Another type of graph that may be useful is a Code Dependency Graph (CDG). In this graph, the execution order dependencies of instructions can be seen such that it's obvious that instruction X must execute before instruction Y for a specific code path. These dependencies are determined by looking at which instruction was last to affect a register, an area of pseudo-virtual memory, the stack, or a processor flag that a given instruction depends on. For instance, if a function has an xor eax, eax followed by an inc eax, it's obvious that the inc must follow the xor because the xor was the last to modify the value of eax. This simple logic can be used to determine execution order dependencies. One of the ways in which this type of graph can be useful is when researching things like instruction re-ordering for the purpose of generating code that has an equivalent behavior but different form (also referred to as polymorphism). A great example of where a graph like this was used was during the development of the Shikata Ga Nai encoder in the Metasploit Framework. For this example, though, a graph that describes the code dependencies of the example function is shown below:




In this graph, the blue edges represent a register dependency. This means that the dependent instruction expects to derive the value of a specific register from the instruction pointed to by the edge. The red edges represent a memory dependency. This means that the instruction depends on a specific portion of pseudo-virtual memory being set by the instruction pointed to by the edge. The green edges represent a processor flag dependency. This means that the dependent function is expected to derive the state of the processor flag from the instruction it depends on. What all this means, in the end, is that instructions can be moved around in any order, so long as they do not invalidate the dependencies of another instruction by doing so.

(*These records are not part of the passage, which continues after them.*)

//! Pictures as supplied by the caller, and the sampled channels they are prepared into.

use bitflags::bitflags;
use serde::{Deserialize, Serialize};
use tracing::trace;

use crate::config::RenderConfig;
use crate::error::{RenderError, Result};
use crate::format::{PictFormat, SurfaceFormat};
use crate::sampler::{Extend, Filter, PictFilter, Repeat};
use crate::transform::Transform;
use crate::transport::{Buffer, Transport};

/// A GPU-backed image.
#[derive(Clone, Copy, Debug, PartialEq, Eq, Serialize, Deserialize)]
pub struct Pixmap {
    pub buffer: Buffer,
    pub width: u32,
    pub height: u32,
    pub depth: u8,
}

#[derive(Clone, Copy, Debug, PartialEq, Serialize, Deserialize)]
#[serde(rename_all = "snake_case")]
pub enum PictureSource {
    /// A constant a8r8g8b8 color.
    Solid { color: u32 },
    /// A drawable at offset (`x`, `y`) within its backing pixmap.
    Drawable {
        pixmap: Pixmap,
        #[serde(default)]
        x: i16,
        #[serde(default)]
        y: i16,
    },
    /// A source without pixel storage, such as a gradient.
    Gradient,
}

#[derive(Clone, Copy, Debug, PartialEq, Serialize, Deserialize)]
pub struct Picture {
    pub source: PictureSource,
    pub format: PictFormat,
    #[serde(default)]
    pub transform: Option<Transform>,
    #[serde(default)]
    pub filter: PictFilter,
    #[serde(default)]
    pub repeat: Repeat,
    #[serde(default)]
    pub component_alpha: bool,
}

impl Picture {
    pub fn solid(color: u32) -> Self {
        Self {
            source: PictureSource::Solid { color },
            format: PictFormat::A8r8g8b8,
            transform: None,
            filter: PictFilter::Nearest,
            repeat: Repeat::Normal,
            component_alpha: false,
        }
    }

    pub fn drawable(pixmap: Pixmap, format: PictFormat) -> Self {
        Self {
            source: PictureSource::Drawable { pixmap, x: 0, y: 0 },
            format,
            transform: None,
            filter: PictFilter::Nearest,
            repeat: Repeat::None,
            component_alpha: false,
        }
    }
}

bitflags! {
    #[derive(Debug, Copy, Clone, PartialEq, Eq, Hash)]
    pub struct ChannelFlags: u8 {
        /// A 1x1 repeating constant color.
        const SOLID = 1 << 0;
        /// Every sampled texel has full alpha.
        const OPAQUE = 1 << 1;
        /// Per-component mask values (mask channels only).
        const COMPONENT_ALPHA = 1 << 2;
    }
}

/// One sampled input of an operation.
#[derive(Clone, Copy, Debug, PartialEq)]
pub struct Channel {
    pub buffer: Buffer,
    pub width: u32,
    pub height: u32,
    pub card_format: SurfaceFormat,
    pub transform: Option<Transform>,
    pub filter: Filter,
    pub extend: Extend,
    /// Added to request coordinates before transformation.
    pub offset: [i32; 2],
    /// Normalizes texel coordinates into [0, 1].
    pub scale: [f32; 2],
    pub flags: ChannelFlags,
}

impl Channel {
    /// A repeating 1x1 channel over a solid-color buffer.
    pub fn solid(buffer: Buffer, color: u32) -> Self {
        let mut flags = ChannelFlags::SOLID;
        if color >> 24 == 0xff {
            flags |= ChannelFlags::OPAQUE;
        }
        Self {
            buffer,
            width: 1,
            height: 1,
            card_format: SurfaceFormat::B8G8R8A8Unorm,
            transform: None,
            filter: Filter::Nearest,
            extend: Extend::Repeat,
            offset: [0, 0],
            scale: [1.0, 1.0],
            flags,
        }
    }

    pub fn is_solid(&self) -> bool {
        self.flags.contains(ChannelFlags::SOLID)
    }

    #[cfg(test)]
    fn is_opaque(&self) -> bool {
        self.flags.contains(ChannelFlags::OPAQUE)
    }

    pub fn has_component_alpha(&self) -> bool {
        self.flags.contains(ChannelFlags::COMPONENT_ALPHA)
    }

    pub fn is_affine(&self) -> bool {
        self.transform.map_or(true, |t| t.is_affine())
    }
}

/// Prepares `picture` for sampling at (`x`, `y`) on behalf of a draw at (`dst_x`, `dst_y`).
pub fn prepare_channel<T: Transport>(
    t: &mut T,
    config: &RenderConfig,
    picture: &Picture,
    x: i32,
    y: i32,
    dst_x: i32,
    dst_y: i32,
) -> Result<Channel> {
    let (pixmap, dx, dy) = match picture.source {
        PictureSource::Solid { color } => {
            let buffer = t
                .solid(color)
                .ok_or(RenderError::SolidUnavailable { color })?;
            return Ok(Channel::solid(buffer, color));
        }
        PictureSource::Gradient => return Err(RenderError::NeedsFixup),
        PictureSource::Drawable { pixmap, x, y } => (pixmap, i32::from(x), i32::from(y)),
    };

    let extend = Extend::from(picture.repeat);
    let mut filter =
        Filter::from_picture(picture.filter).ok_or(RenderError::UnsupportedFilter(picture.filter))?;

    let mut x = x + dx;
    let mut y = y + dy;
    let transform = match picture.transform {
        None => {
            filter = Filter::Nearest;
            None
        }
        Some(transform) => match transform.integer_translation() {
            Some((tx, ty)) => {
                x += tx;
                y += ty;
                filter = Filter::Nearest;
                None
            }
            None => Some(transform),
        },
    };

    let card_format = picture
        .format
        .texture_format()
        .ok_or(RenderError::UnsupportedFormat(picture.format))?;
    if !config.fits(pixmap.width, pixmap.height) {
        return Err(RenderError::SurfaceTooLarge {
            width: pixmap.width,
            height: pixmap.height,
            max: config.max_3d_size,
        });
    }

    let mut flags = ChannelFlags::empty();
    if !picture.format.has_alpha() {
        flags |= ChannelFlags::OPAQUE;
    }
    if picture.component_alpha && picture.format.has_rgb() {
        flags |= ChannelFlags::COMPONENT_ALPHA;
    }

    let channel = Channel {
        buffer: pixmap.buffer,
        width: pixmap.width,
        height: pixmap.height,
        card_format,
        transform,
        filter,
        extend,
        offset: [x - dst_x, y - dst_y],
        scale: [1.0 / pixmap.width as f32, 1.0 / pixmap.height as f32],
        flags,
    };
    trace!(
        buffer = channel.buffer.id.0,
        ?filter,
        ?extend,
        affine = channel.is_affine(),
        offset = ?channel.offset,
        "channel prepared"
    );
    Ok(channel)
}

/// Drops the reference a prepared channel holds on transient storage.
pub fn release_channel<T: Transport>(t: &mut T, channel: &Channel) {
    if channel.is_solid() {
        t.destroy(channel.buffer.id);
    }
}

#[cfg(test)]
mod tests {
    use super::*;
    use crate::transport::{BufferId, MemoryBatch, Tiling};

    fn pixmap(width: u32, height: u32) -> Pixmap {
        Pixmap {
            buffer: Buffer {
                id: BufferId(5),
                pitch: width * 4,
                tiling: Tiling::None,
            },
            width,
            height,
            depth: 32,
        }
    }

    #[test]
    fn solid_pictures_become_repeating_texels() {
        let mut batch = MemoryBatch::default();
        let channel = prepare_channel(
            &mut batch,
            &RenderConfig::default(),
            &Picture::solid(0xffff_0000),
            3,
            4,
            0,
            0,
        )
        .unwrap();
        assert!(channel.is_solid());
        assert!(channel.is_opaque());
        assert_eq!((channel.width, channel.height), (1, 1));
        assert_eq!(channel.extend, Extend::Repeat);
        assert_eq!(batch.buffer_refs(channel.buffer.id), 1);

        release_channel(&mut batch, &channel);
        assert_eq!(batch.buffer_refs(channel.buffer.id), 0);
    }

    #[test]
    fn drawable_offsets_and_scale() {
        let mut batch = MemoryBatch::default();
        let mut picture = Picture::drawable(pixmap(64, 32), PictFormat::X8r8g8b8);
        picture.source = PictureSource::Drawable {
            pixmap: pixmap(64, 32),
            x: 2,
            y: 3,
        };
        picture.filter = PictFilter::Bilinear;
        picture.transform = Some(Transform::translate(10.0, 20.0));

        let channel =
            prepare_channel(&mut batch, &RenderConfig::default(), &picture, 1, 1, 5, 5).unwrap();
        assert_eq!(channel.transform, None);
        assert_eq!(channel.filter, Filter::Nearest);
        assert_eq!(channel.offset, [1 + 2 + 10 - 5, 1 + 3 + 20 - 5]);
        assert_eq!(channel.scale, [1.0 / 64.0, 1.0 / 32.0]);
        assert_eq!(channel.card_format, SurfaceFormat::B8G8R8X8Unorm);
        assert!(channel.is_opaque());
    }

    #[test]
    fn scaled_transforms_are_kept() {
        let mut batch = MemoryBatch::default();
        let mut picture = Picture::drawable(pixmap(16, 16), PictFormat::A8r8g8b8);
        picture.filter = PictFilter::Bilinear;
        picture.transform = Some(Transform::scale(0.5, 0.5));
        let channel =
            prepare_channel(&mut batch, &RenderConfig::default(), &picture, 0, 0, 0, 0).unwrap();
        assert_eq!(channel.filter, Filter::Bilinear);
        assert!(channel.is_affine());
        assert!(channel.transform.is_some());
    }

    #[test]
    fn declines() {
        let mut batch = MemoryBatch::default();
        let config = RenderConfig::default();

        let mut picture = Picture::drawable(pixmap(16, 16), PictFormat::A8r8g8b8);
        picture.filter = PictFilter::Convolution;
        assert!(matches!(
            prepare_channel(&mut batch, &config, &picture, 0, 0, 0, 0),
            Err(RenderError::UnsupportedFilter(PictFilter::Convolution))
        ));

        let picture = Picture::drawable(pixmap(16, 16), PictFormat::A1);
        assert!(matches!(
            prepare_channel(&mut batch, &config, &picture, 0, 0, 0, 0),
            Err(RenderError::UnsupportedFormat(PictFormat::A1))
        ));

        let picture = Picture::drawable(pixmap(20000, 16), PictFormat::A8);
        assert!(matches!(
            prepare_channel(&mut batch, &config, &picture, 0, 0, 0, 0),
            Err(RenderError::SurfaceTooLarge { width: 20000, .. })
        ));

        let mut picture = Picture::solid(0);
        picture.source = PictureSource::Gradient;
        assert!(matches!(
            prepare_channel(&mut batch, &config, &picture, 0, 0, 0, 0),
            Err(RenderError::NeedsFixup)
        ));
    }

    #[test]
    fn component_alpha_requires_rgb() {
        let mut batch = MemoryBatch::default();
        let config = RenderConfig::default();
        let mut picture = Picture::drawable(pixmap(8, 8), PictFormat::A8);
        picture.component_alpha = true;
        let channel = prepare_channel(&mut batch, &config, &picture, 0, 0, 0, 0).unwrap();
        assert!(!channel.has_component_alpha());

        picture.format = PictFormat::A8r8g8b8;
        let channel = prepare_channel(&mut batch, &config, &picture, 0, 0, 0, 0).unwrap();
        assert!(channel.has_component_alpha());
    }
}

Again, these types of graphs have been described and used before by others, so don't take this post as to claim that they are something original. Instead, it's simply meant to illustrate the types of things that MSRT will be designed to support. In fact, the code responsible for collecting the data that is used to generate these graphs is encapsulated in two separate analysis modules, both of which currently total around 100 lines of code each. With that said, the library still has a long way to go.